Collected data:
+===+

//! Application layer with use cases, services and DTOs.

/// Data transfer objects.
pub mod dto;
/// Application services.
pub mod services;
/// Use case implementations.
pub mod use_cases;

pub use dto::{ProfileView, SignInForm, SignUpForm};
pub use services::{SessionManager, VerifyOutcome};
pub use use_cases::FetchProfileUseCase;
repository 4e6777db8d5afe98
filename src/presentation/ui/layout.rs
//! Layout helpers shared by screens.

use ratatui::{
    layout::{Constraint, Layout, Rect},
    style::{Color, Modifier, Style},
    widgets::{Block, Borders},
};

/// Centers a box of at most `width` x `height` inside `area`.
#[must_use]
pub fn centered(area: Rect, width: u16, height: u16) -> Rect {
    let [_, middle, _] = Layout::vertical([
        Constraint::Fill(1),
        Constraint::Length(height.min(area.height)),
        Constraint::Fill(1),
    ])
    .areas(area);
    let [_, center, _] = Layout::horizontal([
        Constraint::Fill(1),
        Constraint::Length(width.min(area.width)),
        Constraint::Fill(1),
    ])
    .areas(middle);
    center
}

/// Bordered card with a bold title.
#[must_use]
pub fn card(title: &str, accent: Color) -> Block<'static> {
    Block::default()
        .borders(Borders::ALL)
        .border_style(Style::default().fg(accent))
        .title(format!(" {title} "))
        .title_style(Style::default().fg(accent).add_modifier(Modifier::BOLD))
}
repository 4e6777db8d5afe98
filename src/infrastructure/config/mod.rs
//! Application configuration.

pub mod app_config;
pub mod args;
pub mod storage;

pub use app_config::{AppConfig, LogLevel, UiConfig};
pub use args::CliArgs;
pub use storage::{ConfigError, StorageManager};
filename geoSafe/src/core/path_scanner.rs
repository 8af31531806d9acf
//! Sharpest-curve search along a path

use serde::Serialize;
use tracing::debug;

use super::curvature::radius_of_curvature;
use crate::config::constants::CURVE_WINDOW;
use crate::data::poi::GeoPath;
use crate::utils::logging::{self, OperationCategory};

/// Outcome of scanning a path for its tightest curve.
#[derive(Debug, Clone, Copy, PartialEq, Serialize)]
pub struct PathScan {
    /// Smallest circumradius over all 3-point windows, `INFINITY` if none
    pub min_radius_m: f64,
    /// Start index of the first window achieving `min_radius_m`
    pub sharpest_window: Option<usize>,
}

impl PathScan {
    pub fn straight() -> Self {
        Self {
            min_radius_m: f64::INFINITY,
            sharpest_window: None,
        }
    }

    pub fn is_straight(&self) -> bool {
        self.min_radius_m.is_infinite()
    }
}

/// Slide a 3-point window over `path` and keep the minimum radius.
///
/// No smoothing is applied, so one noisy fix can yield a spuriously tight
/// radius. Paths with fewer than three points scan as straight.
pub fn scan_path(path: &GeoPath) -> PathScan {
    let _timing = logging::start_timing("scan_path", OperationCategory::PathScan);

    let mut scan = PathScan::straight();
    for (index, window) in path.points().windows(CURVE_WINDOW).enumerate() {
        let radius = radius_of_curvature(&window[0], &window[1], &window[2]);
        if radius < scan.min_radius_m {
            scan.min_radius_m = radius;
            scan.sharpest_window = Some(index);
        }
    }

    debug!(
        points = path.len(),
        min_radius_m = scan.min_radius_m,
        window = ?scan.sharpest_window,
        "Path scan complete"
    );
    scan
}
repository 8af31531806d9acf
use serde::Serialize;
use crate::config::constants::{MAX_LATITUDE, MAX_LONGITUDE, MIN_LATITUDE, MIN_LONGITUDE};
use crate::error::{GeoSafeError, Result};

/// A latitude/longitude pair in degrees.
///
/// Construction validates the ranges, so every `GeoPoint` in circulation is
/// safe to feed into the trigonometry.
#[derive(Debug, Clone, Copy, PartialEq, Serialize)]
pub struct GeoPoint {
    lat: f64,
    lon: f64,
}

impl GeoPoint {
    pub fn new(lat: f64, lon: f64) -> Result<Self> {
        let lat_ok = lat.is_finite() && (MIN_LATITUDE..=MAX_LATITUDE).contains(&lat);
        let lon_ok = lon.is_finite() && (MIN_LONGITUDE..=MAX_LONGITUDE).contains(&lon);
        if !lat_ok || !lon_ok {
            return Err(GeoSafeError::InvalidCoordinate { lat, lon });
        }
        Ok(Self { lat, lon })
    }

    pub fn lat(&self) -> f64 {
        self.lat
    }

    pub fn lon(&self) -> f64 {
        self.lon
    }
}

impl TryFrom<(f64, f64)> for GeoPoint {
    type Error = GeoSafeError;

    fn try_from((lat, lon): (f64, f64)) -> Result<Self> {
        GeoPoint::new(lat, lon)
    }
}

/// Ordered points in direction of travel.
#[derive(Debug, Clone, Default, PartialEq, Serialize)]
pub struct GeoPath {
    points: Vec<GeoPoint>,
}

impl GeoPath {
    pub fn new(points: Vec<GeoPoint>) -> Self {
        Self { points }
    }

    /// Build a path from raw degree pairs, rejecting the first invalid one.
    pub fn from_degrees(pairs: &[(f64, f64)]) -> Result<Self> {
        let points = pairs
            .iter()
            .map(|&pair| GeoPoint::try_from(pair))
            .collect::<Result<Vec<_>>>()?;
        Ok(Self { points })
    }

    pub fn push(&mut self, point: GeoPoint) {
        self.points.push(point);
    }

    pub fn points(&self) -> &[GeoPoint] {
        &self.points
    }

    pub fn len(&self) -> usize {
        self.points.len()
    }

    pub fn is_empty(&self) -> bool {
        self.points.is_empty()
    }
}

#[cfg(test)]
mod tests {
    use super::*;

    #[test]
    fn test_accepts_boundary_coordinates() {
        assert!(GeoPoint::new(90.0, 180.0).is_ok());
        assert!(GeoPoint::new(-90.0, -180.0).is_ok());
    }

    #[test]
    fn test_rejects_out_of_range() {
        assert!(matches!(
            GeoPoint::new(91.0, 0.0),
            Err(GeoSafeError::InvalidCoordinate { .. })
        ));
        assert!(GeoPoint::new(0.0, -180.5).is_err());
        assert!(GeoPoint::new(f64::NAN, 0.0).is_err());
        assert!(GeoPoint::new(0.0, f64::INFINITY).is_err());
    }

    #[test]
    fn test_path_from_degrees_stops_at_invalid_point() {
        let result = GeoPath::from_degrees(&[(0.0, 0.0), (120.0, 0.0), (0.0, 1.0)]);
        match result {
            Err(GeoSafeError::InvalidCoordinate { lat, .. }) => assert_eq!(lat, 120.0),
            other => panic!("expected invalid coordinate, got {:?}", other),
        }
    }

    #[test]
    fn test_path_preserves_order() {
        let path = GeoPath::from_degrees(&[(1.0, 2.0), (3.0, 4.0)]).unwrap();
        assert_eq!(path.len(), 2);
        assert_eq!(path.points()[0].lat(), 1.0);
        assert_eq!(path.points()[1].lon(), 4.0);
    }
}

+===+

PROBLEM TO WORK ON -
With the first line of the records as the start and the line holding "pub mod app_config;" as the end, please copy exactly those lines and no others.

RESPONSE -
//! Application layer with use cases, services and DTOs.

/// Data transfer objects.
pub mod dto;
/// Application services.
pub mod services;
/// Use case implementations.
pub mod use_cases;

pub use dto::{ProfileView, SignInForm, SignUpForm};
pub use services::{SessionManager, VerifyOutcome};
pub use use_cases::FetchProfileUseCase;
repository 4e6777db8d5afe98
filename src/presentation/ui/layout.rs
//! Layout helpers shared by screens.

use ratatui::{
    layout::{Constraint, Layout, Rect},
    style::{Color, Modifier, Style},
    widgets::{Block, Borders},
};

/// Centers a box of at most `width` x `height` inside `area`.
#[must_use]
pub fn centered(area: Rect, width: u16, height: u16) -> Rect {
    let [_, middle, _] = Layout::vertical([
        Constraint::Fill(1),
        Constraint::Length(height.min(area.height)),
        Constraint::Fill(1),
    ])
    .areas(area);
    let [_, center, _] = Layout::horizontal([
        Constraint::Fill(1),
        Constraint::Length(width.min(area.width)),
        Constraint::Fill(1),
    ])
    .areas(middle);
    center
}

/// Bordered card with a bold title.
#[must_use]
pub fn card(title: &str, accent: Color) -> Block<'static> {
    Block::default()
        .borders(Borders::ALL)
        .border_style(Style::default().fg(accent))
        .title(format!(" {title} "))
        .title_style(Style::default().fg(accent).add_modifier(Modifier::BOLD))
}
repository 4e6777db8d5afe98
filename src/infrastructure/config/mod.rs
//! Application configuration.

pub mod app_config;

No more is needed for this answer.